Today, as we think back upon the events of that September morning with its bright hope and promise and its dreadful reality, what will we recall? Perhaps we will recall where we were or how we learned of the events. We may bring to mind persons we knew who were involved as victims or family to victims. Most of all we will remember what it felt like – the disbelief and shock, the unrelenting news coverage, the fear of what would happen next and our concern for friends and family. Perhaps we will hold in our memories a specific thought for the police, fire, EMTs and ordinary citizens who responded with courage and service to those in need. Perhaps we will recall too in the days following the attack that we became a more unified people, a more considerate tribe seeking to help one another in an uncertain time. We will remember with grateful hearts the hope and confidence we drew from the selfless example so many first responders and even ordinary neighbors.
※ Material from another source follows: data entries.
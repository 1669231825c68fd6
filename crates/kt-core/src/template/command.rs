use std::path::Path;

use crate::error::CoreError;

/// Shell used to run an entrypoint script as a single command vector.
const SHELL: &str = "/bin/bash";

/// Turns an entrypoint script into `["/bin/bash", "-c", "<l1> && <l2> && ..."]`.
///
/// Lines are AND-joined, as written, so the first failing line stops the
/// sequence. Blank lines and `#` lines (comments, shebang) are dropped, as a
/// joined comment would swallow every later line. `None` if nothing is left.
pub fn shell_command(script: &str) -> Option<Vec<String>> {
    let lines: Vec<&str> = script
        .lines()
        .filter(|line| {
            let line = line.trim_start();
            !line.is_empty() && !line.starts_with('#')
        })
        .collect();
    if lines.is_empty() {
        return None;
    }
    Some(vec![SHELL.to_string(), "-c".to_string(), lines.join(" && ")])
}

/// Reads an entrypoint file and renders it with [`shell_command`].
pub fn entrypoint_command(path: &Path) -> Result<Vec<String>, CoreError> {
    let script = std::fs::read_to_string(path).map_err(|source| CoreError::Read {
        what: "entrypoint",
        path: path.to_path_buf(),
        source,
    })?;
    shell_command(&script).ok_or_else(|| {
        CoreError::Configuration(format!("entrypoint '{}' has no commands", path.display()))
    })
}
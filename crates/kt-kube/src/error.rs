use std::path::PathBuf;

use thiserror::Error;

#[derive(Debug, Error)]
pub enum KubeError {
    #[error("invalid cluster configuration: {0}")]
    InvalidConfig(String),

    #[error("failed to read kubeconfig {path}: {reason}")]
    Kubeconfig { path: PathBuf, reason: String },

    #[error("failed to infer cluster configuration: {0}")]
    Infer(String),

    #[error("failed to build cluster client: {0}")]
    Client(String),
}
use std::path::PathBuf;

use kt_model::DEFAULT_NAMESPACE;

use crate::error::KubeError;

/// Where and how to talk to the cluster.
#[derive(Debug, Clone, PartialEq, Eq)]
pub struct KubeConfig {
    /// Namespace every resource is created in, listed from and deleted from.
    pub namespace: String,
    /// Explicit kubeconfig file; inferred when `None`.
    pub kubeconfig: Option<PathBuf>,
    /// Kubeconfig context; the current one when `None`.
    pub context: Option<String>,
    /// Send every write as a server-side dry run.
    pub dry_run: bool,
}

impl Default for KubeConfig {
    fn default() -> Self {
        Self {
            namespace: DEFAULT_NAMESPACE.to_string(),
            kubeconfig: None,
            context: None,
            dry_run: false,
        }
    }
}

impl KubeConfig {
    pub fn with_namespace(mut self, namespace: impl Into<String>) -> Self {
        self.namespace = namespace.into();
        self
    }

    pub fn validate(&self) -> Result<(), KubeError> {
        if self.namespace.trim().is_empty() {
            return Err(KubeError::InvalidConfig("namespace must not be empty".into()));
        }
        if self.context.as_deref().is_some_and(|c| c.trim().is_empty()) {
            return Err(KubeError::InvalidConfig("context must not be empty".into()));
        }
        Ok(())
    }
}

#[cfg(test)]
mod tests {
    use super::*;

    #[test]
    fn defaults_to_the_default_namespace() {
        let cfg = KubeConfig::default();
        assert_eq!(cfg.namespace, "default");
        assert!(!cfg.dry_run);
        assert!(cfg.validate().is_ok());
    }

    #[test]
    fn rejects_blank_namespace_and_context() {
        assert!(KubeConfig::default().with_namespace(" ").validate().is_err());

        let cfg = KubeConfig {
            context: Some(String::new()),
            ..KubeConfig::default()
        };
        assert!(matches!(cfg.validate(), Err(KubeError::InvalidConfig(_))));
    }
}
As we face our own challenges of 2020 – and there are plenty – let us take heart from those who gave us strength nineteen years ago. Amid pandemic and wild fires, national discord and international turmoil may we find strength in the Psalmist’s contention that God is a very present help in trouble. Not a far distant God but a present, nearby God – just a prayer away. If we can remind ourselves of that presence we shall not be afraid of today or of tomorrow’s future. In such a confident hope we too can find the capacity to serve others, seek to support those who need help and to hold fast to a positive view of the future. May it be so in these days.
Every generation has its own traumatic events that, for the moment stop the world. And every generation has among it those whose faith and trust lead them forward into service and support. Generations are not judged by the traumas that befall them but by their response to those traumas. Let us, in this moment place our trust in God and fearlessly live into the future.